Y no todo son líneas rojas. Por ejemplo, la corrupción económica es repugnante, pero no hiere de muerte a ningún Estado. Lo debilita, lo carcome, y cabrea a la gente, pero las democracias occidentales están preparadas para chocarse contra esos icebergs sin hundirse.
Sí son líneas rojas, sin embargo, lo que se ha hecho con la Ley de Amnistía, suficientemente comentado. Y el que no lo haya entendido ya será porque no quiere, o porque algo debe.
Y también lo es la actuación del Fiscal General del Estado, y los argumentos de parte para justificarlo.
Las razones que esgrimen los partidarios de la acción del Gobierno, que es lo que en realidad ha sido la maniobra del fiscal, se centran en un único punto: había que responder al bulo de Miguel Ángel Rodríguez.
Pues bien, sin entrar en más consideraciones, esto ya es una barbaridad.
Imaginemos que es verdad que el jefe de gabinete de la presidenta de la Comunidad de Madrid lanzó un bulo como estrategia para defender al novio de Ayuso. No está bien moralmente, pero en absoluto justifica que García Ortiz, ni ningún otro fiscal, contrainforme.
La Fiscalía no es la oficina de contrainformación del Gobierno y su función no consiste en desmentir bulos. Que lo haya hecho -presuntamente- revelando información reservada, violentando los derechos de los afectados, e incumpliendo su deber de reserva y sigilo es un agravante.

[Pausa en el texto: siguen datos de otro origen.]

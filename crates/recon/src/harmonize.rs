//! Status harmonization: free-form supplier vocabulary into the closed
//! four-value taxonomy.
//!
//! Resolution order, short-circuiting on first hit:
//! 1. empty input → `NotSet`
//! 2. per-supplier override table
//! 3. global default table
//! 4. substring keyword fallback (accept before clarify before reject)
//! 5. `ClarificationNeeded` — an unknown status needs human attention
//!    rather than a silent accept or reject.
//!
//! Lookups try the compacted key (trimmed, lower-cased, spaces removed)
//! first, then the space-preserving form, in both the override and the
//! default table.

use std::collections::{BTreeMap, HashMap};

use serde::{Deserialize, Serialize};

use reqsync_core::NormalizedStatus;

use crate::error::ReconError;

/// Unknown raw statuses kept for diagnostic review.
const MAX_UNKNOWN_SAMPLES: usize = 20;

const ACCEPT_HINTS: [&str; 6] = ["accept", "agree", "ok", "comply", "confirm", "approved"];
const CLARIFY_HINTS: [&str; 7] = [
    "clarif",
    "question",
    "unclear",
    "pending",
    "tbc",
    "to be clarified",
    "needs discussion",
];
const REJECT_HINTS: [&str; 7] = [
    "reject",
    "decline",
    "not accept",
    "disagree",
    "nok",
    "not ok",
    "refused",
];

/// Process-local harmonization counters. Statistics, not persisted state.
#[derive(Debug, Default, Clone, Copy, Serialize)]
pub struct HarmonizerStats {
    pub total_normalized: usize,
    pub default_table_hits: usize,
    pub override_hits: usize,
    pub unknown_fallbacks: usize,
}

/// Per-supplier mapping tables in TOML form:
///
/// ```toml
/// [suppliers."Acme Gmbh"]
/// "ok-ish" = "Rejected"
/// "fine by us" = "Accepted"
/// ```
#[derive(Debug, Deserialize)]
struct MappingFile {
    #[serde(default)]
    suppliers: BTreeMap<String, BTreeMap<String, String>>,
}

/// Maps raw supplier status strings to [`NormalizedStatus`].
///
/// A plain owned value: share nothing, construct one per reconciliation
/// run. The counters make `normalize` take `&mut self`; the returned status
/// itself is a pure function of the input and the loaded override tables.
#[derive(Debug, Default)]
pub struct StatusHarmonizer {
    overrides: HashMap<String, HashMap<String, NormalizedStatus>>,
    stats: HarmonizerStats,
    unknown_samples: Vec<String>,
}

impl StatusHarmonizer {
    pub fn new() -> Self {
        Self::default()
    }

    /// Normalize one raw status, using `supplier_scope`'s override table
    /// when one is loaded.
    pub fn normalize(
        &mut self,
        raw_status: Option<&str>,
        supplier_scope: Option<&str>,
    ) -> NormalizedStatus {
        let Some(raw) = raw_status else {
            return NormalizedStatus::NotSet;
        };
        let spaced = raw.trim().to_lowercase();
        if spaced.is_empty() {
            return NormalizedStatus::NotSet;
        }
        let compact: String = spaced.chars().filter(|c| !c.is_whitespace()).collect();

        if let Some(table) = supplier_scope.and_then(|scope| self.overrides.get(scope)) {
            if let Some(&status) = table.get(&compact).or_else(|| table.get(&spaced)) {
                self.stats.override_hits += 1;
                self.stats.total_normalized += 1;
                return status;
            }
        }

        if let Some(status) = default_lookup(&compact).or_else(|| default_lookup(&spaced)) {
            self.stats.default_table_hits += 1;
            self.stats.total_normalized += 1;
            return status;
        }

        if let Some(status) = fuzzy_match(&spaced) {
            self.stats.default_table_hits += 1;
            self.stats.total_normalized += 1;
            return status;
        }

        self.stats.unknown_fallbacks += 1;
        if self.unknown_samples.len() < MAX_UNKNOWN_SAMPLES {
            self.unknown_samples.push(raw.to_string());
        }
        NormalizedStatus::ClarificationNeeded
    }

    /// Replace the override table for one supplier scope. Raw keys are
    /// registered in both the compacted and the space-preserving form;
    /// unrecognized normalized names map to `NotSet` instead of failing
    /// the load.
    pub fn load_overrides(&mut self, supplier_scope: &str, mappings: &BTreeMap<String, String>) {
        let mut table = HashMap::new();
        for (raw, normalized_name) in mappings {
            let status =
                NormalizedStatus::from_name(normalized_name).unwrap_or(NormalizedStatus::NotSet);
            let spaced = raw.trim().to_lowercase();
            let compact: String = spaced.chars().filter(|c| !c.is_whitespace()).collect();
            table.insert(spaced, status);
            table.insert(compact, status);
        }
        self.overrides.insert(supplier_scope.to_string(), table);
    }

    /// Load override tables for any number of suppliers from a TOML
    /// mapping document. Returns the number of supplier scopes loaded.
    pub fn load_overrides_toml(&mut self, content: &str) -> Result<usize, ReconError> {
        let file: MappingFile =
            toml::from_str(content).map_err(|err| ReconError::MappingParse(err.to_string()))?;
        let count = file.suppliers.len();
        for (supplier, mappings) in &file.suppliers {
            self.load_overrides(supplier, mappings);
        }
        Ok(count)
    }

    pub fn stats(&self) -> HarmonizerStats {
        self.stats
    }

    pub fn unknown_samples(&self) -> &[String] {
        &self.unknown_samples
    }

    pub fn reset_stats(&mut self) {
        self.stats = HarmonizerStats::default();
        self.unknown_samples.clear();
    }
}

/// Fixed vocabulary table. Spellings cover both the compacted and the
/// space-preserving lookup key.
fn default_lookup(key: &str) -> Option<NormalizedStatus> {
    let status = match key {
        "ok" | "accepted" | "agreed" | "compliant" | "confirmed" | "yes" => {
            NormalizedStatus::Accepted
        }
        "needs clarification" | "needsclarification" | "to be clarified" | "tobeclarified"
        | "unclear" | "question" | "pending" => NormalizedStatus::ClarificationNeeded,
        "not accepted" | "notaccepted" | "rejected" | "not agreed" | "notagreed" | "declined"
        | "no" | "nok" => NormalizedStatus::Rejected,
        _ => return None,
    };
    Some(status)
}

/// Keyword containment fallback on the space-preserving key. Set order is
/// the tie-break contract: accept beats clarify beats reject.
fn fuzzy_match(spaced: &str) -> Option<NormalizedStatus> {
    if ACCEPT_HINTS.iter().any(|hint| spaced.contains(hint)) {
        return Some(NormalizedStatus::Accepted);
    }
    if CLARIFY_HINTS.iter().any(|hint| spaced.contains(hint)) {
        return Some(NormalizedStatus::ClarificationNeeded);
    }
    if REJECT_HINTS.iter().any(|hint| spaced.contains(hint)) {
        return Some(NormalizedStatus::Rejected);
    }
    None
}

Lo preocupante es que, como ha declarado Almudena Lastra, García Ortiz se creyese en el deber de intervenir ante lo que él consideraba un bulo porque si no «les iban a ganar el relato».
Los bulos son dañinos para la conversación pública y hay mecanismos para perseguirlos que habrá que perfeccionar. Lo que es injustificable es que el fiscal general del Estado se convierta en un agente de la contrainformación y que se atribuya la función de perseguir de oficio los bulos que perjudican al relato construido por el Gobierno.
Si esto no les suena a épocas oscuras, y no les parece que es algo superior en grado a casi todo lo demás, entonces es que hablamos de cosas diferentes cuando decimos «democracia».